[Data extracted from a collection]

⟨

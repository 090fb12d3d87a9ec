// Copyright 2025 eraflo
//
// Licensed under the Apache License, Version 2.0 (the "License");
// you may not use this file except in compliance with the License.
// You may obtain a copy of the License at
//
//     http://www.apache.org/licenses/LICENSE-2.0
//
// Unless required by applicable law or agreed to in writing, software
// distributed under the License is distributed on an "AS IS" BASIS,
// WITHOUT WARRANTIES OR CONDITIONS OF ANY KIND, either express or implied.
// See the License for the specific language governing permissions and
// limitations under the License.

//! Clocks and timers.

use std::cell::Cell;
use std::time::{Duration, Instant};

/// A simple stopwatch for measuring CPU time spans.
#[derive(Debug, Clone, Copy)]
pub struct Stopwatch {
    start: Instant,
}

impl Stopwatch {
    /// Starts a new stopwatch.
    pub fn new() -> Self {
        Self {
            start: Instant::now(),
        }
    }

    /// Time since the stopwatch was started.
    pub fn elapsed(&self) -> Duration {
        self.start.elapsed()
    }

    /// Elapsed time in milliseconds.
    pub fn elapsed_ms(&self) -> u64 {
        self.elapsed().as_millis() as u64
    }

    /// Elapsed time in fractional milliseconds.
    pub fn elapsed_ms_f32(&self) -> f32 {
        self.elapsed().as_secs_f32() * 1000.0
    }
}

impl Default for Stopwatch {
    fn default() -> Self {
        Self::new()
    }
}

/// A source of elapsed time, in seconds since the render loop started.
///
/// Implementations must be monotonic: successive calls never go backwards.
pub trait Clock {
    /// Seconds elapsed since the clock started.
    fn elapsed_seconds(&self) -> f64;
}

/// Wall-clock time based on [`Instant`].
///
/// The clock starts on its first reading, so time spent before the first
/// frame does not count.
#[derive(Debug, Clone, Default)]
pub struct MonotonicClock {
    start: Cell<Option<Instant>>,
}

impl MonotonicClock {
    /// A clock that has not started yet.
    pub fn new() -> Self {
        Self::default()
    }

    /// Whether the clock has been read at least once.
    pub fn is_started(&self) -> bool {
        self.start.get().is_some()
    }
}

impl Clock for MonotonicClock {
    fn elapsed_seconds(&self) -> f64 {
        match self.start.get() {
            Some(start) => start.elapsed().as_secs_f64(),
            None => {
                self.start.set(Some(Instant::now()));
                0.0
            }
        }
    }
}

/// A clock that only moves when told to. Used to drive the loop
/// deterministically.
#[derive(Debug, Default)]
pub struct ManualClock {
    now: Cell<f64>,
}

impl ManualClock {
    /// A clock reading zero.
    pub fn new() -> Self {
        Self::default()
    }

    /// Jumps to `seconds`. Earlier values are ignored to stay monotonic.
    pub fn set(&self, seconds: f64) {
        if seconds >= self.now.get() {
            self.now.set(seconds);
        } else {
            log::warn!(
                "ManualClock asked to go back from {} to {seconds}; ignoring.",
                self.now.get()
            );
        }
    }

    /// Moves forward by `seconds`.
    pub fn advance(&self, seconds: f64) {
        self.set(self.now.get() + seconds.max(0.0));
    }
}

impl Clock for ManualClock {
    fn elapsed_seconds(&self) -> f64 {
        self.now.get()
    }
}

#[cfg(test)]
mod tests {
    use super::*;

    #[test]
    fn manual_clock_is_monotonic() {
        let clock = ManualClock::new();
        clock.set(4.0);
        clock.set(1.0);
        assert_eq!(clock.elapsed_seconds(), 4.0);
        clock.advance(0.5);
        assert_eq!(clock.elapsed_seconds(), 4.5);
    }

    #[test]
    fn monotonic_clock_moves_forward() {
        let clock = MonotonicClock::new();
        let a = clock.elapsed_seconds();
        std::thread::sleep(Duration::from_millis(2));
        assert!(clock.elapsed_seconds() > a);
    }

    #[test]
    fn monotonic_clock_starts_on_first_reading() {
        let clock = MonotonicClock::new();
        assert!(!clock.is_started());
        std::thread::sleep(Duration::from_millis(20));
        assert_eq!(clock.elapsed_seconds(), 0.0);
        assert!(clock.is_started());
        assert!(clock.elapsed_seconds() < 0.02);
    }

    #[test]
    fn stopwatch_measures() {
        let watch = Stopwatch::new();
        std::thread::sleep(Duration::from_millis(2));
        assert!(watch.elapsed_ms_f32() >= 2.0);
    }
}
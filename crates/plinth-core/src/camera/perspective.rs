// Copyright 2025 eraflo
//
// Licensed under the Apache License, Version 2.0 (the "License");
// you may not use this file except in compliance with the License.
// You may obtain a copy of the License at
//
//     http://www.apache.org/licenses/LICENSE-2.0
//
// Unless required by applicable law or agreed to in writing, software
// distributed under the License is distributed on an "AS IS" BASIS,
// WITHOUT WARRANTIES OR CONDITIONS OF ANY KIND, either express or implied.
// See the License for the specific language governing permissions and
// limitations under the License.

use crate::math::{degrees_to_radians, Mat4, Vec3};

/// A perspective camera looking at a target point.
///
/// The projection is derived from the fields on every call, so changing the
/// aspect ratio or field of view needs no explicit refresh.
#[derive(Debug, Clone, Copy, PartialEq)]
pub struct PerspectiveCamera {
    /// Vertical field of view in degrees.
    pub fov_y_degrees: f32,
    /// Viewport width over height.
    pub aspect_ratio: f32,
    /// Distance to the near clipping plane.
    pub z_near: f32,
    /// Distance to the far clipping plane.
    pub z_far: f32,
    /// Eye position in world space.
    pub position: Vec3,
    /// Point the camera looks at.
    pub target: Vec3,
    /// World up direction.
    pub up: Vec3,
}

impl PerspectiveCamera {
    /// Creates a camera at `position` looking at the origin.
    pub fn new(fov_y_degrees: f32, aspect_ratio: f32, z_near: f32, z_far: f32, position: Vec3) -> Self {
        Self {
            fov_y_degrees,
            aspect_ratio,
            z_near,
            z_far,
            position,
            target: Vec3::ZERO,
            up: Vec3::Y,
        }
    }

    /// Updates the aspect ratio, typically called when the window is resized.
    /// A zero height is ignored.
    pub fn set_aspect_ratio(&mut self, width: u32, height: u32) {
        if height > 0 {
            self.aspect_ratio = width as f32 / height as f32;
        }
    }

    /// Vertical field of view in radians.
    pub fn fov_y_radians(&self) -> f32 {
        degrees_to_radians(self.fov_y_degrees)
    }

    /// World-to-view transform. Falls back to identity when the eye sits on
    /// the target.
    pub fn view_matrix(&self) -> Mat4 {
        Mat4::look_at_rh(self.position, self.target, self.up).unwrap_or(Mat4::IDENTITY)
    }

    /// View-to-clip transform with a `[0, 1]` depth range.
    pub fn projection_matrix(&self) -> Mat4 {
        Mat4::perspective_rh_zo(self.fov_y_radians(), self.aspect_ratio, self.z_near, self.z_far)
    }

    /// `projection * view`.
    pub fn view_projection_matrix(&self) -> Mat4 {
        self.projection_matrix() * self.view_matrix()
    }

    /// Unit vector from the eye towards the target.
    pub fn forward(&self) -> Vec3 {
        (self.target - self.position).normalize()
    }
}

impl Default for PerspectiveCamera {
    fn default() -> Self {
        Self::new(75.0, 1.0, 0.1, 100.0, Vec3::new(8.0, 8.0, 8.0))
    }
}

#[cfg(test)]
mod tests {
    use super::*;
    use approx::assert_relative_eq;

    #[test]
    fn defaults_match_viewer_setup() {
        let camera = PerspectiveCamera::default();
        assert_eq!(camera.fov_y_degrees, 75.0);
        assert_eq!(camera.z_near, 0.1);
        assert_eq!(camera.z_far, 100.0);
        assert_eq!(camera.position, Vec3::new(8.0, 8.0, 8.0));
        assert_eq!(camera.target, Vec3::ZERO);
    }

    #[test]
    fn aspect_ratio_is_exact_quotient() {
        let mut camera = PerspectiveCamera::default();
        camera.set_aspect_ratio(1920, 1080);
        assert_eq!(camera.aspect_ratio, 1920.0 / 1080.0);
    }

    #[test]
    fn zero_height_is_ignored() {
        let mut camera = PerspectiveCamera::default();
        camera.set_aspect_ratio(1920, 0);
        assert_eq!(camera.aspect_ratio, 1.0);
    }

    #[test]
    fn target_projects_to_screen_center() {
        let camera = PerspectiveCamera::default();
        let clip = camera.view_projection_matrix()
            * crate::math::Vec4::from_vec3(camera.target, 1.0);
        assert_relative_eq!(clip.x / clip.w, 0.0, epsilon = 1e-5);
        assert_relative_eq!(clip.y / clip.w, 0.0, epsilon = 1e-5);
        let depth = clip.z / clip.w;
        assert!(depth > 0.0 && depth < 1.0);
    }
}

⟩

Brief: Which lines of the data contain the string "that"? Copy each one.

Solution to the exercise:
    /// A clock that has not started yet.
/// A clock that only moves when told to. Used to drive the loop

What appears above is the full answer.